Mass vaccination site in Tokyo to offer COVID-19 jabs to police, other crisis management officials

An elderly person undergoes procedures after getting a COVID-19 vaccine shot at a mass vaccination center in Osaka on June 14, 2021. Two state-run mass vaccination centers in Tokyo and Osaka began administering vaccines to elderly people from around Japan the same day, expanding the target areas from seven prefectures in the Tokyo and Osaka areas, as part of efforts to accelerate Japan's inoculation drive. (Photo: Agencies)
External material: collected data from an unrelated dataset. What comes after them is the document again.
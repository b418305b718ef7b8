//! Domain layer for mcq-quorum
//!
//! This crate contains the core business logic for batch multiple-choice
//! solving: questions, model specifications, votes, and the weighted
//! consensus tally. It has no dependencies on infrastructure or
//! presentation concerns.
//!
//! # Core Concepts
//!
//! ## Quorum
//!
//! Every question is answered by a quorum of independent calls — different
//! backend models, different prompt iterations — and each answer becomes a
//! weighted vote. The option with the strictly greatest accumulated weight
//! leads; fallback votes guarantee that every question resolves even when
//! every call fails.
//!
//! ## Votes and Tallies
//!
//! - **Vote**: one option-letter answer attributed to one (model, iteration)
//!   source, or the synthetic `fallback` sentinel.
//! - **QuestionTally**: the running per-question scoreboard.
//! - **ConsensusBoard**: all tallies for one solve job.

pub mod core;
pub mod prompt;
pub mod quorum;

// Re-export commonly used types
pub use core::{
    error::DomainError,
    model_spec::{ModelSpec, ReasoningMode},
    question::Question,
};
pub use prompt::PromptTemplate;
pub use quorum::{
    board::ConsensusBoard,
    parsing::{parse_answer_lines, parse_single_answer},
    tally::QuestionTally,
    vote::{Vote, VoteSource},
};
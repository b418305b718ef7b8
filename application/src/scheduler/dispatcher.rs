//! Call dispatch with admission, selection, and classified retry.
//!
//! One [`CallDispatcher`] wraps every outbound call of a job. The retry
//! policy follows the error classification from the [`Caller`] boundary:
//!
//! - `RateLimited` — rotate to the next credential (unless pinned) and back
//!   off exponentially, up to `2 x credential count` attempts.
//! - `InvalidArgument` — one retry with a stripped response config; the
//!   error is not credential-dependent, so more retries are wasted work.
//! - `Other` — fail fast.

use std::sync::Arc;
use std::sync::atomic::{AtomicUsize, Ordering};

use futures::stream::{FuturesUnordered, StreamExt};
use tokio::time::{Duration, sleep};
use tracing::{debug, warn};

use mcq_domain::ModelSpec;

use crate::ports::caller::{CallError, Caller, Credential, GenerateReply, ResponseConfig};

use super::credential_pool::CredentialPool;
use super::rate_limiter::AggregateRateLimiter;
use super::stats::UsageStats;

/// First backoff delay after a rate-limit rejection
const BACKOFF_INITIAL_MS: f64 = 750.0;
/// Backoff growth per attempt
const BACKOFF_FACTOR: f64 = 1.8;
/// Backoff ceiling
const BACKOFF_CAP_MS: f64 = 8_000.0;

/// Wraps one outbound call with credential selection and retry
pub struct CallDispatcher {
    pool: Arc<CredentialPool>,
    limiter: Arc<AggregateRateLimiter>,
    caller: Arc<dyn Caller>,
    stats: Arc<UsageStats>,
    rr_counter: AtomicUsize,
}

impl CallDispatcher {
    pub fn new(
        pool: Arc<CredentialPool>,
        limiter: Arc<AggregateRateLimiter>,
        caller: Arc<dyn Caller>,
        stats: Arc<UsageStats>,
    ) -> Self {
        Self {
            pool,
            limiter,
            caller,
            stats,
            rr_counter: AtomicUsize::new(0),
        }
    }

    pub fn pool(&self) -> &Arc<CredentialPool> {
        &self.pool
    }

    pub fn stats(&self) -> &Arc<UsageStats> {
        &self.stats
    }

    /// Exponential backoff: 750ms, x1.8 per retry, capped at 8s
    fn backoff_delay(retry: usize) -> Duration {
        let ms = BACKOFF_INITIAL_MS * BACKOFF_FACTOR.powi(retry as i32);
        Duration::from_millis(ms.min(BACKOFF_CAP_MS) as u64)
    }

    fn next_round_robin(&self, credentials: &[Credential]) -> Credential {
        let i = self.rr_counter.fetch_add(1, Ordering::Relaxed);
        credentials[i % credentials.len()].clone()
    }

    /// Dispatch one call with rotation and backoff.
    ///
    /// `pinned` forces every attempt onto one credential, for operations
    /// that must stay where an earlier call left state (e.g. an uploaded
    /// file scoped to that credential).
    pub async fn dispatch(
        &self,
        op: &str,
        spec: &ModelSpec,
        prompt: &str,
        config: &ResponseConfig,
        pinned: Option<&Credential>,
    ) -> Result<GenerateReply, CallError> {
        let credentials = self.pool.credentials();
        if credentials.is_empty() && pinned.is_none() {
            return Err(CallError::Other("credential pool is empty".to_string()));
        }

        let max_attempts = credentials.len().max(1) * 2;
        let mut config = config.clone();
        let mut stripped_retry_spent = false;
        let mut rate_limit_attempts = 0;

        loop {
            self.limiter.admit(&spec.key).await;

            let credential = match pinned {
                Some(c) => c.clone(),
                None => self.next_round_robin(&credentials),
            };
            debug!(op, model = %spec.key, credential = %credential, "dispatching call");

            match self
                .caller
                .generate(&credential, &spec.backend_model_name, prompt, &config)
                .await
            {
                Ok(reply) => {
                    self.stats.record_call(&spec.key, &credential.label);
                    return Ok(reply);
                }
                Err(CallError::RateLimited(message)) => {
                    self.stats.record_rate_limit();
                    rate_limit_attempts += 1;
                    if rate_limit_attempts >= max_attempts {
                        warn!(
                            op,
                            model = %spec.key,
                            attempts = rate_limit_attempts,
                            "rate limited on every attempt, giving up"
                        );
                        return Err(CallError::RateLimited(message));
                    }
                    if pinned.is_none() {
                        self.stats.record_rotation();
                    }
                    let delay = Self::backoff_delay(rate_limit_attempts - 1);
                    debug!(op, model = %spec.key, ?delay, "rate limited, backing off");
                    sleep(delay).await;
                }
                Err(CallError::InvalidArgument(message)) => {
                    if stripped_retry_spent {
                        return Err(CallError::InvalidArgument(message));
                    }
                    stripped_retry_spent = true;
                    config = ResponseConfig::minimal();
                    debug!(op, model = %spec.key, "invalid argument, retrying with minimal config");
                }
                Err(other) => return Err(other),
            }
        }
    }

    /// Concurrent variant: race one attempt per credential each cycle and
    /// take the first success, backing off between cycles.
    ///
    /// Useful when many independent calls must all succeed quickly; the
    /// losing in-flight attempts of a won cycle are dropped.
    pub async fn dispatch_racing(
        &self,
        op: &str,
        spec: &ModelSpec,
        prompt: &str,
        config: &ResponseConfig,
        max_cycles: usize,
    ) -> Result<GenerateReply, CallError> {
        let credentials = self.pool.credentials();
        if credentials.is_empty() {
            return Err(CallError::Other("credential pool is empty".to_string()));
        }

        let mut last_error = CallError::Other("no attempts made".to_string());
        let max_cycles = max_cycles.max(1);

        for cycle in 0..max_cycles {
            let mut attempts = FuturesUnordered::new();
            for credential in credentials.iter().cloned() {
                let caller = Arc::clone(&self.caller);
                let limiter = Arc::clone(&self.limiter);
                let model_key = spec.key.clone();
                let backend = spec.backend_model_name.clone();
                let prompt = prompt.to_string();
                let config = config.clone();
                attempts.push(async move {
                    limiter.admit(&model_key).await;
                    let result = caller.generate(&credential, &backend, &prompt, &config).await;
                    (credential, result)
                });
            }

            while let Some((credential, result)) = attempts.next().await {
                match result {
                    Ok(reply) => {
                        self.stats.record_call(&spec.key, &credential.label);
                        return Ok(reply);
                    }
                    Err(error) => {
                        if error.is_rate_limited() {
                            self.stats.record_rate_limit();
                        }
                        debug!(op, credential = %credential, %error, "racing attempt failed");
                        last_error = error;
                    }
                }
            }

            if cycle + 1 < max_cycles {
                sleep(Self::backoff_delay(cycle)).await;
            }
        }

        warn!(op, model = %spec.key, cycles = max_cycles, "all racing cycles failed");
        Err(last_error)
    }

    /// Exclusive variant for the one-call-per-credential strategy: lease a
    /// credential, make a single call, then release it — or put it in
    /// cooldown when the backend rate-limited us.
    pub async fn dispatch_exclusive(
        &self,
        op: &str,
        spec: &ModelSpec,
        prompt: &str,
        config: &ResponseConfig,
        cooldown: Duration,
    ) -> Result<GenerateReply, CallError> {
        self.limiter.admit(&spec.key).await;
        let lease = self.pool.acquire().await;
        let credential = lease.credential().clone();
        debug!(op, model = %spec.key, credential = %credential, "dispatching exclusive call");

        match self
            .caller
            .generate(&credential, &spec.backend_model_name, prompt, config)
            .await
        {
            Ok(reply) => {
                self.stats.record_call(&spec.key, &credential.label);
                self.pool.release(lease);
                Ok(reply)
            }
            Err(error) if error.is_rate_limited() => {
                self.stats.record_rate_limit();
                self.pool.set_cooldown(lease, cooldown);
                Err(error)
            }
            Err(error) => {
                self.pool.release(lease);
                Err(error)
            }
        }
    }
}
TOKYO, June 14 (Xinhua) -- Vacant slots at a mass vaccination center in Tokyo will be given to police, firefighters and those working for the coast guard among other officials, in addition to seniors, the Japanese government said Monday in a bid to speed up its slow COVID-19 campaign.

"We are targeting officials in charge of crisis management such as disaster response as a temporary measure to effectively utilize inoculation capacity," a Defense Ministry official was quoted by local media as saying.

At large, at state-run vaccination sites in Tokyo and Osaka, numerous slots have been left open by elderly people eligible to be vaccinated and making reservations yet not turning up, according to local media reports.

In a bid to not waste the slots, the government in addition to making the vacant slots available to seniors nationwide, will from Monday in Tokyo open up the slots to Self-Defense Forces personnel, members of the National Police Agency, Fire and Disaster Management Agency and the Japan Coast Guard.

The Tokyo center is capable of administering 10,000 jabs per day, while its equivalent in Osaka can give out 5,000 shots.

The mass vaccination sites will also start allowing vaccination reservations from people aged under 65 with pre-existing health conditions if the take-up at the large venues remains slow, Japan's top government spokesperson Katsunobu Kato said Monday.

Local reports said that over 60 percent of the slots at the mass vaccination centers run by the SDF remain vacant for two weeks through June 27.

Meanwhile, companies and universities are also gearing up to pitch in.

Japan Airlines Co. on Monday began providing on-site COVID-19 vaccinations for its employees, a day after All Nippon Airways Co. started its own inoculation drive, becoming the first business in Japan to begin workplace vaccinations.

Both airlines started to administer the inoculations at Tokyo's Haneda airport, with crew on international flights being given priority for the jabs.

The government here, under heavy criticism for being the slowest among a number of advanced economies to rollout its vaccination drive, said that as of 5 p.m. Friday it had received applications for more than 9 million people to be vaccinated at 1,821 companies or universities.

Kato has said the new inoculation campaign is aimed at speeding up the country's vaccination rollout and help reduce the burden on local municipalities.

He said that the workplaces and universities will be in charge of deciding who gets vaccinated, although recommended that the elderly and those with underlying health conditions be given priority.

The companies and universities will also be in charge of sourcing their own medical personnel to administer the jabs amid the nation's dire lack of qualified medical personnel, he added.